Accanto al problema della lingua il L. avvertì vivissima la questione dell'educazione delle nuove generazioni, «secondo l'altezza dei tempi», sia in quanto continuatrici di un sapere depositato, sia perché dovevano far propria una mentalità aperta per poter entrare in una società ed in una cultura che gli apparivano in via di profondo cambiamento. L'insegnamento non rappresentava un elemento aggiuntivo, ma costituiva un dovere ed un dettato implicito della professione del giudaismo. Per tali compiti il L. reputava essenziale le figura del maestro, alla quale riservò notevole attenzione. L'insegnante doveva fare in modo che i propri allievi formassero le loro capacità logiche ed imparassero a usare le informazioni in maniera ordinata e secondo conseguenza, anziché raccoglierle in parti isolate.

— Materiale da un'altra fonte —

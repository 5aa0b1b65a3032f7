// Core ledger data structures

mod types;
mod transaction;
mod block;
mod serialize;
mod hash;
pub mod proof;

pub use types::*;
pub use transaction::*;
pub use block::*;
pub use serialize::*;
pub use hash::*;
pub use proof::{SpendVerifier, Secp256k1Verifier, KeyPair};
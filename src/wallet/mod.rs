// Wallet: building spends for a key

mod tx_builder;

pub use tx_builder::TransactionBuilder;
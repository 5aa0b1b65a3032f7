// Transaction builder

use crate::consensus::ConsensusEngine;
use crate::core::{KeyPair, Transaction, TxInput, TxOutput};
use crate::storage::{OutPoint, Utxo};

/// Builds signed spends of the outputs a key owns at the current tip
pub struct TransactionBuilder<'a> {
    keys: &'a KeyPair,
    engine: &'a ConsensusEngine,
}

impl<'a> TransactionBuilder<'a> {
    pub fn new(keys: &'a KeyPair, engine: &'a ConsensusEngine) -> Self {
        Self { keys, engine }
    }

    /// Pay `amount` to `to`, leaving `fee` unclaimed and returning any
    /// remainder to the sender
    pub fn build(&self, to: &str, amount: u64, fee: u64) -> Result<Transaction, String> {
        if amount == 0 {
            return Err("Amount must be positive".to_string());
        }
        let needed = amount
            .checked_add(fee)
            .ok_or("Amount plus fee overflows")?;

        let sender = self.keys.address();
        let utxos = self.engine.utxos_for(&sender);
        if utxos.is_empty() {
            return Err(format!("No unspent outputs for {}", sender));
        }

        let (selected, total_input) = Self::select_utxos(&utxos, needed)?;

        let inputs: Vec<TxInput> = selected
            .iter()
            .map(|outpoint| TxInput::new(outpoint.txid, outpoint.vout))
            .collect();

        let mut outputs = vec![TxOutput::new(amount, to)];
        let change = total_input - needed;
        if change > 0 {
            outputs.push(TxOutput::new(change, sender));
        }

        let mut tx = Transaction::new(inputs, outputs);
        self.keys.sign_all(&mut tx);
        Ok(tx)
    }

    /// Oldest outpoints first until `target` is covered
    fn select_utxos(utxos: &[(OutPoint, Utxo)], target: u64) -> Result<(Vec<OutPoint>, u64), String> {
        let mut selected = Vec::new();
        let mut total = 0u64;

        for (outpoint, utxo) in utxos {
            selected.push(*outpoint);
            total = total.saturating_add(utxo.output.amount);

            if total >= target {
                return Ok((selected, total));
            }
        }

        Err(format!("Insufficient funds: have {}, need {}", total, target))
    }
}

#[cfg(test)]
mod tests {
    use super::*;
    use crate::config::{ChainParams, MiningConfig};
    use crate::consensus::CancelToken;
    use crate::core::Secp256k1Verifier;
    use crate::node::mine_blocks;
    use crate::storage::ChainStore;
    use std::sync::Arc;

    fn funded(keys: &KeyPair, blocks: u64) -> ConsensusEngine {
        let engine = ConsensusEngine::open(
            ChainParams::default(),
            Box::new(ChainStore::memory().unwrap()),
            Arc::new(Secp256k1Verifier),
            100,
        )
        .unwrap();
        let mining = MiningConfig { threads: 1, min_block_interval_secs: 0 };
        mine_blocks(&engine, &keys.address(), &mining, &CancelToken::new(), Some(blocks)).unwrap();
        engine
    }

    #[test]
    fn test_transaction_builder() {
        let keys = KeyPair::generate();
        let engine = funded(&keys, 1);

        let tx = TransactionBuilder::new(&keys, &engine)
            .build("B", 50_000, 1_000)
            .unwrap();

        assert_eq!(tx.inputs.len(), 1);
        assert_eq!(tx.outputs.len(), 2); // Payment + change
        assert_eq!(tx.outputs[0], TxOutput::new(50_000, "B"));
        assert_eq!(tx.outputs[1], TxOutput::new(5_000_000_000 - 51_000, keys.address()));
        assert!(engine.submit_transaction(tx).accepted);
    }

    #[test]
    fn test_exact_amount_has_no_change() {
        let keys = KeyPair::generate();
        let engine = funded(&keys, 2);

        let tx = TransactionBuilder::new(&keys, &engine)
            .build("B", 7_000_000_000, 3_000_000_000)
            .unwrap();

        assert_eq!(tx.inputs.len(), 2);
        assert_eq!(tx.outputs, vec![TxOutput::new(7_000_000_000, "B")]);
        assert!(engine.submit_transaction(tx).accepted);
    }

    #[test]
    fn test_insufficient_funds() {
        let keys = KeyPair::generate();
        let engine = funded(&keys, 1);
        let builder = TransactionBuilder::new(&keys, &engine);

        let result = builder.build("B", 5_000_000_000, 1);
        assert!(result.unwrap_err().contains("Insufficient funds"));
        assert!(builder.build("B", u64::MAX, 1).is_err());
        assert!(builder.build("B", 0, 0).is_err());
    }

    #[test]
    fn test_no_outputs_for_stranger() {
        let keys = KeyPair::generate();
        let engine = funded(&keys, 1);
        let stranger = KeyPair::generate();

        let result = TransactionBuilder::new(&stranger, &engine).build("B", 1, 0);
        assert!(result.unwrap_err().contains("No unspent outputs"));
    }
}
// Consensus engine: the single authoritative mutator of chain state

use crate::config::ChainParams;
use crate::consensus::difficulty::DifficultyRetarget;
use crate::consensus::pow::{self, CancelToken};
use crate::consensus::validation::{BlockValidator, RejectReason, TransactionValidator};
use crate::core::{Block, BlockHeader, Hash256, SpendVerifier, Transaction};
use crate::error::{ChainError, Result};
use crate::mempool::{Admission, Mempool};
use crate::storage::{BlockStore, ChainTip, OutPoint, Utxo, UtxoSet};
use parking_lot::{Mutex, RwLock};
use serde::{Deserialize, Serialize};
use std::collections::VecDeque;
use std::sync::Arc;
use std::time::{SystemTime, UNIX_EPOCH};

/// Block version produced by templates
pub const BLOCK_VERSION: u32 = 1;

/// Current Unix time in seconds
pub fn unix_time() -> u64 {
    SystemTime::now()
        .duration_since(UNIX_EPOCH)
        .map(|d| d.as_secs())
        .unwrap_or(0)
}

/// Lifecycle of the engine
#[derive(Debug, Clone, Copy, PartialEq, Eq, Serialize, Deserialize)]
pub enum ChainPhase {
    Empty,
    Genesis,
    Extending(u64),
}

/// Outcome of a block or transaction submission
#[derive(Debug, Clone, PartialEq, Eq, Serialize, Deserialize)]
pub struct SubmitResult {
    pub accepted: bool,
    #[serde(skip_serializing_if = "Option::is_none")]
    pub reason: Option<String>,
}

impl SubmitResult {
    pub fn accepted() -> Self {
        Self { accepted: true, reason: None }
    }

    pub fn rejected(reason: &RejectReason) -> Self {
        Self { accepted: false, reason: Some(reason.to_string()) }
    }
}

/// Work handed to miners. Advisory: a submitted block is fully re-validated.
#[derive(Debug, Clone, PartialEq, Eq, Serialize, Deserialize)]
pub struct WorkTemplate {
    pub height: u64,
    pub prev_hash: Hash256,
    pub timestamp: u64,
    pub difficulty: u32,
    /// Coinbase first, then selected mempool transactions
    pub transactions: Vec<Transaction>,
    pub miner_address: String,
    pub reward: u64,
    pub merkle_root: Hash256,
}

impl WorkTemplate {
    pub fn header(&self, nonce: u32) -> BlockHeader {
        BlockHeader::new(
            BLOCK_VERSION,
            self.prev_hash,
            self.merkle_root,
            self.timestamp,
            self.difficulty,
            nonce,
        )
    }

    pub fn into_block(self, nonce: u32) -> Block {
        let header = self.header(nonce);
        Block::new(header, self.transactions)
    }
}

/// Everything that changes when a block is accepted
struct ChainState {
    tip: Option<ChainTip>,
    utxo: UtxoSet,
    /// Difficulty required of the next block
    difficulty: u32,
    /// Most recent block timestamps, oldest first
    timestamps: VecDeque<u64>,
}

/// Orchestrates validation, storage, the UTXO set and the mempool.
///
/// Lock order is `state` then `mempool`. `extend` holds the state write lock
/// for its whole duration, so readers see either the old tip or the new one.
pub struct ConsensusEngine {
    params: ChainParams,
    verifier: Arc<dyn SpendVerifier>,
    store: Box<dyn BlockStore>,
    retarget: DifficultyRetarget,
    state: RwLock<ChainState>,
    mempool: Mutex<Mempool>,
    work_tokens: Mutex<Vec<CancelToken>>,
}

impl ConsensusEngine {
    /// Engine in the `Empty` phase. Call `bootstrap` (or `extend` with the
    /// genesis block) before anything else.
    pub fn new(
        params: ChainParams,
        store: Box<dyn BlockStore>,
        verifier: Arc<dyn SpendVerifier>,
        mempool_capacity: usize,
    ) -> Result<Self> {
        params.validate()?;
        let state = ChainState {
            tip: None,
            utxo: UtxoSet::new(params.undo_depth),
            difficulty: params.initial_difficulty,
            timestamps: VecDeque::with_capacity(params.retarget_window),
        };
        Ok(Self {
            retarget: DifficultyRetarget::from_params(&params),
            params,
            verifier,
            store,
            state: RwLock::new(state),
            mempool: Mutex::new(Mempool::new(mempool_capacity)),
            work_tokens: Mutex::new(Vec::new()),
        })
    }

    /// `new` followed by `bootstrap`
    pub fn open(
        params: ChainParams,
        store: Box<dyn BlockStore>,
        verifier: Arc<dyn SpendVerifier>,
        mempool_capacity: usize,
    ) -> Result<Self> {
        let engine = Self::new(params, store, verifier, mempool_capacity)?;
        engine.bootstrap()?;
        Ok(engine)
    }

    /// Replay stored blocks, or write genesis into an empty store
    pub fn bootstrap(&self) -> Result<ChainTip> {
        if let Some(tip) = self.tip() {
            return Ok(tip);
        }
        match self.store.read_tip().map_err(ChainError::StorageFailure)? {
            Some(stored) => self.replay(stored),
            None => {
                let tip = self.extend(self.params.genesis_block())?;
                log::info!("Initialized chain with genesis {}", tip.hash);
                Ok(tip)
            }
        }
    }

    /// Rebuild in-memory state from the store, re-validating every block
    fn replay(&self, stored: ChainTip) -> Result<ChainTip> {
        let blocks = self
            .store
            .read_range(0, stored.height + 1)
            .map_err(ChainError::StorageFailure)?;
        if blocks.len() as u64 != stored.height + 1 {
            return Err(ChainError::StorageFailure(format!(
                "Store tip is at height {} but only {} blocks are readable",
                stored.height,
                blocks.len()
            )));
        }

        let mut state = self.state.write();
        for (height, block) in blocks.iter().enumerate() {
            if height == 0 && block.hash() != self.params.genesis_block().hash() {
                return Err(ChainError::Config(
                    "Stored genesis does not match chain parameters".to_string(),
                ));
            }
            let height = self.check_candidate(&state, block).map_err(|reason| {
                ChainError::StorageFailure(format!(
                    "Stored block {} fails validation: {}",
                    block.hash(),
                    reason
                ))
            })?;
            self.commit(&mut state, block, height)?;
        }

        let tip = state.tip.ok_or(ChainError::Uninitialized)?;
        if tip != stored {
            return Err(ChainError::StorageFailure(format!(
                "Replayed tip {} does not match stored tip {}",
                tip.hash, stored.hash
            )));
        }
        log::info!(
            "Replayed {} blocks; tip {} at height {}, difficulty {}",
            blocks.len(),
            tip.hash,
            tip.height,
            state.difficulty
        );
        Ok(tip)
    }

    /// Validate `block` against the current tip and, if valid, make it the
    /// new tip. Rejections leave all state unchanged.
    pub fn extend(&self, block: Block) -> Result<ChainTip> {
        let mut state = self.state.write();
        let height = self.check_candidate(&state, &block)?;

        let stored = self.store.append(&block).map_err(ChainError::StorageFailure)?;
        if stored.height != height {
            return Err(ChainError::StorageFailure(format!(
                "Store placed block at height {}, expected {}",
                stored.height, height
            )));
        }

        let tip = self.commit(&mut state, &block, height)?;
        let pruned = self.mempool.lock().remove_included(&block.transactions);
        drop(state);

        self.cancel_outstanding_work();
        log::info!(
            "Accepted block {} at height {} ({} txs, {} mempool entries pruned)",
            tip.hash,
            tip.height,
            block.transactions.len(),
            pruned
        );
        Ok(tip)
    }

    /// Consensus checks in order; returns the height the block would take
    fn check_candidate(
        &self,
        state: &ChainState,
        block: &Block,
    ) -> std::result::Result<u64, RejectReason> {
        let tip = match state.tip {
            Some(tip) => tip,
            None => {
                if block.hash() != self.params.genesis_block().hash() {
                    return Err(RejectReason::ForkOrStale);
                }
                return Ok(0);
            }
        };

        if block.header.prev_hash != tip.hash {
            return Err(RejectReason::ForkOrStale);
        }

        if block.header.difficulty != state.difficulty
            || !pow::meets(&block.hash(), state.difficulty)
        {
            return Err(RejectReason::InsufficientWork);
        }

        let height = tip.height + 1;
        BlockValidator::new(&self.params, &*self.verifier).validate_body(
            block,
            &state.utxo,
            height,
        )?;
        Ok(height)
    }

    /// Apply an already validated block to in-memory state
    fn commit(&self, state: &mut ChainState, block: &Block, height: u64) -> Result<ChainTip> {
        state.utxo.apply(block, height).map_err(|e| {
            ChainError::StorageFailure(format!("UTXO set out of step with validation: {}", e))
        })?;

        state.timestamps.push_back(block.header.timestamp);
        while state.timestamps.len() > self.params.retarget_window {
            state.timestamps.pop_front();
        }
        let timestamps: Vec<u64> = state.timestamps.iter().copied().collect();
        state.difficulty = self.retarget.next_difficulty(state.difficulty, &timestamps);

        let tip = ChainTip { hash: block.hash(), height };
        state.tip = Some(tip);
        Ok(tip)
    }

    /// Work submission. Rejections are reported in the result; only
    /// escalated failures surface as errors.
    pub fn submit_block(&self, block: Block) -> Result<SubmitResult> {
        let hash = block.hash();
        match self.extend(block) {
            Ok(_) => Ok(SubmitResult::accepted()),
            Err(ChainError::Rejected(reason)) => {
                log::warn!("Rejected block {}: {}", hash, reason);
                Ok(SubmitResult::rejected(&reason))
            }
            Err(e) => Err(e),
        }
    }

    /// Validate against the committed UTXO set and pool the transaction.
    /// Proofs are checked under the state read lock only; the mempool is
    /// locked just for the insert.
    pub fn admit(&self, tx: Transaction) -> std::result::Result<Admission, RejectReason> {
        let txid = tx.txid();
        let result = if self.mempool.lock().contains(&txid) {
            Ok(Admission::AlreadyPresent)
        } else {
            let state = self.state.read();
            let height = state.tip.map_or(0, |tip| tip.height + 1);
            let validator = TransactionValidator::new(&self.params, &*self.verifier);
            Mempool::check(&tx, &state.utxo, &validator, height)
                .and_then(|()| self.mempool.lock().insert(tx, unix_time()))
        };

        match &result {
            Ok(Admission::Added) => log::debug!("Admitted transaction {}", txid),
            Ok(Admission::AlreadyPresent) => log::debug!("Transaction {} already pooled", txid),
            Err(reason) => log::debug!("Rejected transaction {}: {}", txid, reason),
        }
        result
    }

    /// Transaction submission
    pub fn submit_transaction(&self, tx: Transaction) -> SubmitResult {
        match self.admit(tx) {
            Ok(_) => SubmitResult::accepted(),
            Err(reason) => SubmitResult::rejected(&reason),
        }
    }

    /// Template on top of the current tip, timestamped now
    pub fn create_template(&self, miner_address: &str) -> Result<WorkTemplate> {
        let last = self.state.read().timestamps.back().copied().unwrap_or(0);
        self.create_template_at(miner_address, unix_time().max(last))
    }

    pub fn create_template_at(&self, miner_address: &str, timestamp: u64) -> Result<WorkTemplate> {
        let state = self.state.read();
        let tip = state.tip.ok_or(ChainError::Uninitialized)?;
        let height = tip.height + 1;
        let reward = self.params.block_reward(height);

        let validator = TransactionValidator::new(&self.params, &*self.verifier);
        let max_count = self
            .params
            .template_max_transactions
            .min(self.params.max_block_transactions.saturating_sub(1));
        let selected = self
            .mempool
            .lock()
            .select_for_block(max_count, &state.utxo, &validator, height);

        let mut transactions = Vec::with_capacity(selected.len() + 1);
        transactions.push(Transaction::coinbase(height, miner_address, reward));
        transactions.extend(selected);

        Ok(WorkTemplate {
            height,
            prev_hash: tip.hash,
            timestamp,
            difficulty: state.difficulty,
            merkle_root: Block::calculate_merkle_root(&transactions),
            transactions,
            miner_address: miner_address.to_string(),
            reward,
        })
    }

    /// Sum of unspent outputs committed to `address`
    pub fn balance_of(&self, address: &str) -> u64 {
        self.state.read().utxo.balance(address.as_bytes())
    }

    pub fn utxos_for(&self, address: &str) -> Vec<(OutPoint, Utxo)> {
        self.state.read().utxo.utxos_for(address.as_bytes())
    }

    /// Copy of the UTXO set as of the current tip
    pub fn utxo_snapshot(&self) -> UtxoSet {
        self.state.read().utxo.clone()
    }

    pub fn utxo_count(&self) -> usize {
        self.state.read().utxo.len()
    }

    pub fn tip(&self) -> Option<ChainTip> {
        self.state.read().tip
    }

    pub fn phase(&self) -> ChainPhase {
        match self.state.read().tip {
            None => ChainPhase::Empty,
            Some(tip) if tip.height == 0 => ChainPhase::Genesis,
            Some(tip) => ChainPhase::Extending(tip.height),
        }
    }

    /// Difficulty required of the next block
    pub fn difficulty(&self) -> u32 {
        self.state.read().difficulty
    }

    /// Timestamp of the tip block
    pub fn tip_timestamp(&self) -> Option<u64> {
        self.state.read().timestamps.back().copied()
    }

    pub fn params(&self) -> &ChainParams {
        &self.params
    }

    pub fn block_at(&self, height: u64) -> Result<Option<Block>> {
        let blocks = self
            .store
            .read_range(height, height.saturating_add(1))
            .map_err(ChainError::StorageFailure)?;
        Ok(blocks.into_iter().next())
    }

    pub fn mempool_len(&self) -> usize {
        self.mempool.lock().len()
    }

    pub fn mempool_contains(&self, txid: &Hash256) -> bool {
        self.mempool.lock().contains(txid)
    }

    /// Housekeeping; takes only the mempool lock
    pub fn evict_expired(&self, max_age_secs: u64) -> usize {
        let evicted = self.mempool.lock().evict_expired(max_age_secs, unix_time());
        if evicted > 0 {
            log::info!("Evicted {} expired mempool entries", evicted);
        }
        evicted
    }

    /// Token cancelled the next time the tip advances. Tokens every caller
    /// has dropped are forgotten here.
    pub fn work_token(&self) -> CancelToken {
        let token = CancelToken::new();
        let mut tokens = self.work_tokens.lock();
        tokens.retain(|t| t.is_shared() && !t.is_cancelled());
        tokens.push(token.clone());
        token
    }

    /// Cancel every outstanding work token
    pub fn cancel_outstanding_work(&self) {
        for token in self.work_tokens.lock().drain(..) {
            token.cancel();
        }
    }
}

Fu autore di numerose volgarizzazioni di libri dei profeti destinati all'uso popolare oltre che di due raccolte di Discorsi morali agli studenti israelitici (1857 e 1870). Il L. morì a Padova, la sera del Kippur, il 30 settembre 1865.

[Claudio Desinan]

Fonti e bibliografia: Autobiografia di S. D. Luzzatto preceduta da alcune notizie storico-letterarie sulla famiglia Luzzatto a datare dal secolo decimosesto, Padova, Tip. Crescini, 1882.

DBI, vol. LXVI, pp. 743-747; EP, 1990, vol. IV, cc. 7136-7138.

M. Tedeschi, Due discorsi in morte del professore Samuel David Luzzatto, Trieste, Coen, 1866; I. Zoller, Il periodo triestino della vita di Samuel David Luzzatto, in «La Porta orientale», 1933, n. 10, pp. 619-624; Nel primo centenario della scomparsa di Samuel David Luzzatto, in «La Rassegna mensile di Israel», 1966, n. 9-10, pp. 152-156; C. Dionisotti, Appunti su Ascoli, in Ricordi della scuola italiana, Roma, Edizioni di storia e letteratura, 1998, pp. 280-282; T. Catalan, La comunità ebraica di Trieste, 1781-1914, Politica, società e cultura, Trieste, LINT, 2000, ad indicem.